*Work item*: Pull from the data below each line where the word "weights" occurs, and copy it.

*Input*:
***
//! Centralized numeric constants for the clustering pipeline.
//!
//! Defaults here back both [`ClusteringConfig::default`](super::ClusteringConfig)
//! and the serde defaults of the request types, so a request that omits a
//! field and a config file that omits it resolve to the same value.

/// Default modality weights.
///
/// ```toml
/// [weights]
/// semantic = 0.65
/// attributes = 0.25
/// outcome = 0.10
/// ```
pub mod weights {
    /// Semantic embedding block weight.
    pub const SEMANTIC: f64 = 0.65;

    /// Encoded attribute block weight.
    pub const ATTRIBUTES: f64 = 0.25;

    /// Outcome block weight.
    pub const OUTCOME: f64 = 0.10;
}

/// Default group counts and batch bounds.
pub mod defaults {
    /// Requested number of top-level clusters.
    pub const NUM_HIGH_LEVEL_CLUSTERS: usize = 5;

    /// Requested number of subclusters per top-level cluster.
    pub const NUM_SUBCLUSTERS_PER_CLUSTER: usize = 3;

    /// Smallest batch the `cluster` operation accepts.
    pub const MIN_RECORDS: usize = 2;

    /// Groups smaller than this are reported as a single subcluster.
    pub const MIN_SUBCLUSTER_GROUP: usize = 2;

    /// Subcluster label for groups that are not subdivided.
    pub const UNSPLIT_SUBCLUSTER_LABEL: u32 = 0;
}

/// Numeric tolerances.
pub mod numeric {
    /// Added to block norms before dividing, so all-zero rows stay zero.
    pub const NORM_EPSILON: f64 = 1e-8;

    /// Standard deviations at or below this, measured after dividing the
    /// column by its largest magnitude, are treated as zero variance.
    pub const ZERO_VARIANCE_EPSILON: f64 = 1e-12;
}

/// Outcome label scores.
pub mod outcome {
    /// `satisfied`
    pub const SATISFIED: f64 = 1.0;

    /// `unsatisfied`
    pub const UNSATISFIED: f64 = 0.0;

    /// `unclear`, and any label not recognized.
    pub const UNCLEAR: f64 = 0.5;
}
***
*Problem solution*:
/// Default modality weights.
/// [weights]
pub mod weights {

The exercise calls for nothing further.